── Material for the task ──

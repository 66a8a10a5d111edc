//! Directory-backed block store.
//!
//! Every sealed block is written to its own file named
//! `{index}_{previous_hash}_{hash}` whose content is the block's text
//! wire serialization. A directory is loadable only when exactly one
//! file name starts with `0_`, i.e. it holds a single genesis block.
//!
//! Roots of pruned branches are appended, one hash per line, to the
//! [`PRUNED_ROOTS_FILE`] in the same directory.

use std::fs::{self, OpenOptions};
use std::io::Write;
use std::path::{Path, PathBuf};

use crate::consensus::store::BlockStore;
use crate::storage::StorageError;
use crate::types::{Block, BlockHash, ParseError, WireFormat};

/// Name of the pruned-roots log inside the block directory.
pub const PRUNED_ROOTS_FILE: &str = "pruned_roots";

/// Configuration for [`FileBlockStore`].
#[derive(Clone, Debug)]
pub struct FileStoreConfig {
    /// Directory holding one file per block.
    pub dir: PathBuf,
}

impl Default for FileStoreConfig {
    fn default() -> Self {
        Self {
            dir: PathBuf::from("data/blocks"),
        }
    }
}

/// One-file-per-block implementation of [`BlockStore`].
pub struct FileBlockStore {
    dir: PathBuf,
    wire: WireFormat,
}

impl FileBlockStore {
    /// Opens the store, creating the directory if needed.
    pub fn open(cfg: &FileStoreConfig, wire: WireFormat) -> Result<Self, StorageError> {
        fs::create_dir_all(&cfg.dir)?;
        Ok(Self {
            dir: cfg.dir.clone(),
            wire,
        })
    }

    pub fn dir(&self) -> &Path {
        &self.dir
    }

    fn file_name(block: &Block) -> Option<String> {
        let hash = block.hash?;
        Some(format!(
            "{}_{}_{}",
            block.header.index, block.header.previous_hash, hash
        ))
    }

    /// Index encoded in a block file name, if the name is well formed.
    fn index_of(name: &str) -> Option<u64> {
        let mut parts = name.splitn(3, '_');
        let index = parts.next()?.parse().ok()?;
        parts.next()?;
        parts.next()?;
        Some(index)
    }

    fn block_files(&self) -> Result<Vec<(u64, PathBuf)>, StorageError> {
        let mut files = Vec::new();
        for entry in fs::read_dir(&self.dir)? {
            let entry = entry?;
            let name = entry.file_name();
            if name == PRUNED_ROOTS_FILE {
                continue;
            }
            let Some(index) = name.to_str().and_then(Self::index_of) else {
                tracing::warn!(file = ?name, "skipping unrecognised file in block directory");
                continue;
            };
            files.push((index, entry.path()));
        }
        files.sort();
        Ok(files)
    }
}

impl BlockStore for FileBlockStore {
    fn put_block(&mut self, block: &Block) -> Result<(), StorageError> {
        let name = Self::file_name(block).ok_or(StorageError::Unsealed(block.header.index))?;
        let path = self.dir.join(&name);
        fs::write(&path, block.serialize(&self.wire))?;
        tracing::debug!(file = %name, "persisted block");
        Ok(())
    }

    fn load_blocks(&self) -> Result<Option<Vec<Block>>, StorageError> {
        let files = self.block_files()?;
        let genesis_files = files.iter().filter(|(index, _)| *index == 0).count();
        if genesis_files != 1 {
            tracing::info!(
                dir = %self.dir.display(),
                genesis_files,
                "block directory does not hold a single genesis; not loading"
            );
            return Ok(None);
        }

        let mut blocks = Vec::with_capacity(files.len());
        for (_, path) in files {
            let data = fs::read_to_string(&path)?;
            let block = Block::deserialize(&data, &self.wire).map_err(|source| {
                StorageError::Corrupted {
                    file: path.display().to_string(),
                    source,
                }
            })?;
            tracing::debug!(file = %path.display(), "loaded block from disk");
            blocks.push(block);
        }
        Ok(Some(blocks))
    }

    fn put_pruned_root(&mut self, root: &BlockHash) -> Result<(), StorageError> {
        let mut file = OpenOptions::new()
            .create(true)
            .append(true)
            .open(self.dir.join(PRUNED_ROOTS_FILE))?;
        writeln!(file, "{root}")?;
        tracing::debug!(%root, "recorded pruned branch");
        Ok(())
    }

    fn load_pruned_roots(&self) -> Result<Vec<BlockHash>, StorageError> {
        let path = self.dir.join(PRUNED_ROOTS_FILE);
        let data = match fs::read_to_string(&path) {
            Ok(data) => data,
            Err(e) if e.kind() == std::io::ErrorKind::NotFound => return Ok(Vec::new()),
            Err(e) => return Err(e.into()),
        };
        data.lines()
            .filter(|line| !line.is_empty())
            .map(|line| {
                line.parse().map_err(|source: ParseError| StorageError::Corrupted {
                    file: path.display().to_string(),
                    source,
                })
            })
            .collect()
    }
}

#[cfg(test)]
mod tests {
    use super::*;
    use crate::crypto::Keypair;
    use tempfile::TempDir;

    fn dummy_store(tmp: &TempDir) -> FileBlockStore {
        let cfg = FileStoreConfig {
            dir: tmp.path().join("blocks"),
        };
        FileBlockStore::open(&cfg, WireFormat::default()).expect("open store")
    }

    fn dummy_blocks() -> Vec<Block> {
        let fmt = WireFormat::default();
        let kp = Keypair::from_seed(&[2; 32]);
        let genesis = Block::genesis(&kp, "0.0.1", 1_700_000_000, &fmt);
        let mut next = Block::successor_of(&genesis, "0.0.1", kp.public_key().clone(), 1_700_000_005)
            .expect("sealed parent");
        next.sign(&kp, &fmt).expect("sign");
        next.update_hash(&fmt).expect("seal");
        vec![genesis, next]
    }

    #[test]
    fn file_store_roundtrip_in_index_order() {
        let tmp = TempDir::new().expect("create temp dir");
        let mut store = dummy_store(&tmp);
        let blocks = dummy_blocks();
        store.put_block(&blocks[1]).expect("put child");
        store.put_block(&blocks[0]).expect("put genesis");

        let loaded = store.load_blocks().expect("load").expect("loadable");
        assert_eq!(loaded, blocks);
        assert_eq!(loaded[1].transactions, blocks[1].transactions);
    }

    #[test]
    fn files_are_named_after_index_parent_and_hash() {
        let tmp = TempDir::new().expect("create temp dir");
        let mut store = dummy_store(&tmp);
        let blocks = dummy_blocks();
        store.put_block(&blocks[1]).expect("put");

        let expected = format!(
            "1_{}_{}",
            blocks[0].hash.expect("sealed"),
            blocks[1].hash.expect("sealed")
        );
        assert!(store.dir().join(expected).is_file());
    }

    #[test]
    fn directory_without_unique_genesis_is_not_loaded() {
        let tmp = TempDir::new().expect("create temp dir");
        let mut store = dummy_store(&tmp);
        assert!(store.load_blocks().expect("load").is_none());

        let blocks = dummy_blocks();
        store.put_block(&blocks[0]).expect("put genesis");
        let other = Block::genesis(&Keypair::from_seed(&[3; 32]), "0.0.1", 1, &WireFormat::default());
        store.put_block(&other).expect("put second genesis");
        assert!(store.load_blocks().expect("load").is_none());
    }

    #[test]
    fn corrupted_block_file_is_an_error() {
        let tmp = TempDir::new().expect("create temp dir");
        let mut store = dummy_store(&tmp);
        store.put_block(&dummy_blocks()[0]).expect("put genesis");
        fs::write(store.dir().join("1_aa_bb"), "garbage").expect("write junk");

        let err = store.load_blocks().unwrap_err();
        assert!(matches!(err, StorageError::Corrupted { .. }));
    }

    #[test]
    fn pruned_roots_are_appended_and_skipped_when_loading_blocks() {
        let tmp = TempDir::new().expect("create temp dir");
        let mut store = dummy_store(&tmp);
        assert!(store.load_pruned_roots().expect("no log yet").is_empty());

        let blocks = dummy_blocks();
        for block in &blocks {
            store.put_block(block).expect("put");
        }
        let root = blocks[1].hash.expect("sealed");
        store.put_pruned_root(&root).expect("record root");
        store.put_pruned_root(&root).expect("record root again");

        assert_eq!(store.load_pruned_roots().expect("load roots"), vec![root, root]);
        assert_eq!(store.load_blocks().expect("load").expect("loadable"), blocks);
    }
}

───

### The task
Give back the opening line of the records above and every line after it, up to and including the one with "fn file_name(block: &Block)", unchanged.

### Task answer
repository 66a8a10a5d111edc
//! Directory-backed block store.
//!
//! Every sealed block is written to its own file named
//! `{index}_{previous_hash}_{hash}` whose content is the block's text
//! wire serialization. A directory is loadable only when exactly one
//! file name starts with `0_`, i.e. it holds a single genesis block.
//!
//! Roots of pruned branches are appended, one hash per line, to the
//! [`PRUNED_ROOTS_FILE`] in the same directory.

use std::fs::{self, OpenOptions};
use std::io::Write;
use std::path::{Path, PathBuf};

use crate::consensus::store::BlockStore;
use crate::storage::StorageError;
use crate::types::{Block, BlockHash, ParseError, WireFormat};

/// Name of the pruned-roots log inside the block directory.
pub const PRUNED_ROOTS_FILE: &str = "pruned_roots";

/// Configuration for [`FileBlockStore`].
#[derive(Clone, Debug)]
pub struct FileStoreConfig {
    /// Directory holding one file per block.
    pub dir: PathBuf,
}

impl Default for FileStoreConfig {
    fn default() -> Self {
        Self {
            dir: PathBuf::from("data/blocks"),
        }
    }
}

/// One-file-per-block implementation of [`BlockStore`].
pub struct FileBlockStore {
    dir: PathBuf,
    wire: WireFormat,
}

impl FileBlockStore {
    /// Opens the store, creating the directory if needed.
    pub fn open(cfg: &FileStoreConfig, wire: WireFormat) -> Result<Self, StorageError> {
        fs::create_dir_all(&cfg.dir)?;
        Ok(Self {
            dir: cfg.dir.clone(),
            wire,
        })
    }

    pub fn dir(&self) -> &Path {
        &self.dir
    }

    fn file_name(block: &Block) -> Option<String> {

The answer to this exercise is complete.